The elder Jones moved the two boys to Seattle, where Quincy discovered a knack for the piano at a recreation center — and history began.
“I’d found another mother,” he wrote in his 2001 autobiography.
Jones began playing local gigs, penning his first composition, developing skills in music arrangement and taking up the trumpet.
He met a teenage Charles after a performance by the soon-to-be blues and bebop pioneer, and the duo became mainstays in the local music scene.
Jones briefly studied at the Berklee College of Music in Massachusetts before joining bandleader Lionel Hampton on the road, eventually relocating to New York, where he gained attention as an arranger for stars including Duke Ellington, Dinah Washington, Count Basie and, of course, Charles.
The 1950s saw him head back on tour, in particular to Europe.
He played second trumpet on Elvis Presley’s “Heartbreak Hotel”, teaming with Gillespie for several years before moving to Paris in 1957, where he studied under the legendary composer Nadia Boulanger.
He traversed Europe with a number of jazz orchestras — but began to realize that a name and talent did not always translate into money.
Finding himself in deep debt, Jones joined the business side of music, getting a job at Mercury Records where he eventually rose to the role of vice president.
“When it came to the people who actually own the label and who control the music, the Black people were not in control of that,” Hancock said. “We were like hired hands.”
“Quincy… opened the doorway.”
Jones expanded into Hollywood, scoring films and television shows.
He wrote his own hits, like the addictively cacophonous “Soul Bossa Nova”, while also arranging at a breathless pace for dozens of stars across the industry.

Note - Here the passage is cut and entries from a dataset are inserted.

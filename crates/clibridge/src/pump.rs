//! Output framing for prompt-driven child programs
//!
//! The child's output has no message boundaries, so the pump frames it
//! heuristically: a chunk ends at every newline, and at the prompt marker
//! even when the prompt is not followed by a newline. Scanning happens one
//! byte at a time because a prompt like `"> "` is usually printed without a
//! line terminator and a line-buffered reader would never return it.
//!
//! # Known limitation
//!
//! A marker that appears as literal text inside regular output (for example
//! a line containing `"a > b"` split exactly after `"> "`) is
//! indistinguishable from the readiness prompt and ends the chunk there.
//! Resolving this needs a framing guarantee from the child itself.

use tokio::io::{AsyncRead, AsyncReadExt, BufReader};
use tokio::sync::mpsc::UnboundedSender;
use tokio::task::JoinHandle;
use tracing::{debug, trace};

/// Splits a byte stream into newline- and prompt-terminated chunks
#[derive(Debug, Clone)]
pub struct ChunkFramer {
    buffer: Vec<u8>,
    marker: Vec<u8>,
}

impl ChunkFramer {
    /// Create a framer for the given prompt marker
    pub fn new(marker: impl Into<Vec<u8>>) -> Self {
        Self {
            buffer: Vec::new(),
            marker: marker.into(),
        }
    }

    /// Append one byte, returning a chunk if it completes one
    ///
    /// A newline is checked first; the marker test only applies when the
    /// byte is not a newline.
    pub fn push(&mut self, byte: u8) -> Option<Vec<u8>> {
        self.buffer.push(byte);

        let complete = byte == b'\n'
            || (!self.marker.is_empty() && self.buffer.ends_with(&self.marker));

        complete.then(|| std::mem::take(&mut self.buffer))
    }

    /// Take whatever is buffered, if anything
    ///
    /// Used at end-of-stream so a trailing partial line is not lost.
    pub fn finish(&mut self) -> Option<Vec<u8>> {
        (!self.buffer.is_empty()).then(|| std::mem::take(&mut self.buffer))
    }

    /// Bytes received since the last emitted chunk
    pub fn pending(&self) -> &[u8] {
        &self.buffer
    }
}

/// What a pump saw before its stream ended
#[derive(Debug, Clone, Copy, Default, PartialEq, Eq)]
pub struct PumpSummary {
    /// Bytes read from the stream
    pub bytes_read: u64,

    /// Chunks pushed onto the queue
    pub chunks_emitted: u64,
}

/// Background task moving child output into the pending-output queue
///
/// Knows nothing about commands: it frames and forwards for the whole
/// lifetime of the stream, whether or not a command is outstanding.
pub struct OutputPump<R> {
    reader: R,
    framer: ChunkFramer,
    sink: UnboundedSender<String>,
}

impl<R> OutputPump<R>
where
    R: AsyncRead + Unpin + Send + 'static,
{
    /// Create a pump reading `reader` and framing on `marker`
    pub fn new(reader: R, marker: &str, sink: UnboundedSender<String>) -> Self {
        Self {
            reader,
            framer: ChunkFramer::new(marker.as_bytes()),
            sink,
        }
    }

    /// Run the pump on the tokio runtime
    pub fn spawn(self) -> JoinHandle<PumpSummary> {
        tokio::spawn(self.run())
    }

    /// Read until end-of-stream
    ///
    /// Ends silently on end-of-stream or a read error; the absence of further
    /// output is observed by the session through liveness checks and
    /// timeouts. Also ends once nobody holds the queue's receiving side.
    pub async fn run(mut self) -> PumpSummary {
        // Buffered reads return as soon as any bytes are available, so the
        // per-byte scan below does not delay a prompt without a newline.
        let mut reader = BufReader::new(&mut self.reader);
        let mut summary = PumpSummary::default();

        loop {
            let byte = match reader.read_u8().await {
                Ok(byte) => byte,
                Err(e) if e.kind() == std::io::ErrorKind::UnexpectedEof => break,
                Err(e) => {
                    debug!("output stream read failed: {}", e);
                    break;
                }
            };
            summary.bytes_read += 1;

            if let Some(chunk) = self.framer.push(byte) {
                if !Self::emit(&self.sink, chunk, &mut summary) {
                    debug!("output queue closed, stopping pump");
                    return summary;
                }
            }
        }

        if let Some(rest) = self.framer.finish() {
            Self::emit(&self.sink, rest, &mut summary);
        }

        debug!(
            bytes = summary.bytes_read,
            chunks = summary.chunks_emitted,
            "output stream ended"
        );
        summary
    }

    fn emit(sink: &UnboundedSender<String>, chunk: Vec<u8>, summary: &mut PumpSummary) -> bool {
        let text = String::from_utf8_lossy(&chunk).into_owned();
        trace!(chunk = ?text, "framed output chunk");

        if sink.send(text).is_err() {
            return false;
        }
        summary.chunks_emitted += 1;
        true
    }
}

The musician began working with Sinatra, for whom he arranged the most famous version of the oft-covered “Fly Me To The Moon”, and forged a musical and personal relationship with the crooner that would continue until the singer’s death.
As much hypemaster as orchestral wunderkind, Jones had a nose for talent and launched star after star, crafting hit after hit.
While producing the soundtrack for the musical “The Wiz” starring Diana Ross and Jackson, Jones started the partnership that would birth “Thriller” — thought to be the industry’s best-selling album ever.
“You can’t explain something like that, you can’t aim at it,” Jones told Rolling Stone of the album’s smash success.
“It’s why I used to keep a sign in the studio saying, ‘Always leave space for God to walk into the room.'”
Among the entertainment world’s most popular celebrities, with enough stories to fill an encyclopedia and a resume that reads like a novel, Jones did not content himself with his countless musical stage and composing achievements.
Jones started a label, founded a hip-hop magazine, and produced the 1990s hit television show “The Fresh Prince of Bel-Air”, discovering Will Smith.
He introduced Oprah Winfrey to the masses, taking the Chicago talk show host to the silver screen by connecting her to Steven Spielberg, who cast her in his film “The Color Purple”. She scored an Oscar nomination for the role.
He backed Martin Luther King Jr and a number of humanitarian causes, particularly in Africa.
In a bid to raise money for the Ethiopian famine crisis in 1985, Jones gathered dozens of pop stars to sing the now classic “We Are the World”.
A regular on the glitterati’s party circuit who knew everybody who was anybody, Jones even said he was meant to have attended Sharon Tate’s dinner party where The Manson Family carried out its brutal murders — but apparently forgot.
“It’s just unbelievable, man,” he told GQ in 2018 of his fortunate slip. “Life is a trip.”
Jones’ roller-coaster personal life twisted and swerved nearly as often as his career. He had three wives, the actors Jeri Caldwell and Peggy Lipton, along with Ulla Andersson, a Swedish actor and former model. He fathered seven children, all girls but one, with five different women.
In 2018, when Jones was 84, he told GQ he was maintaining 22 girlfriends everywhere from Sao Paulo to Shanghai.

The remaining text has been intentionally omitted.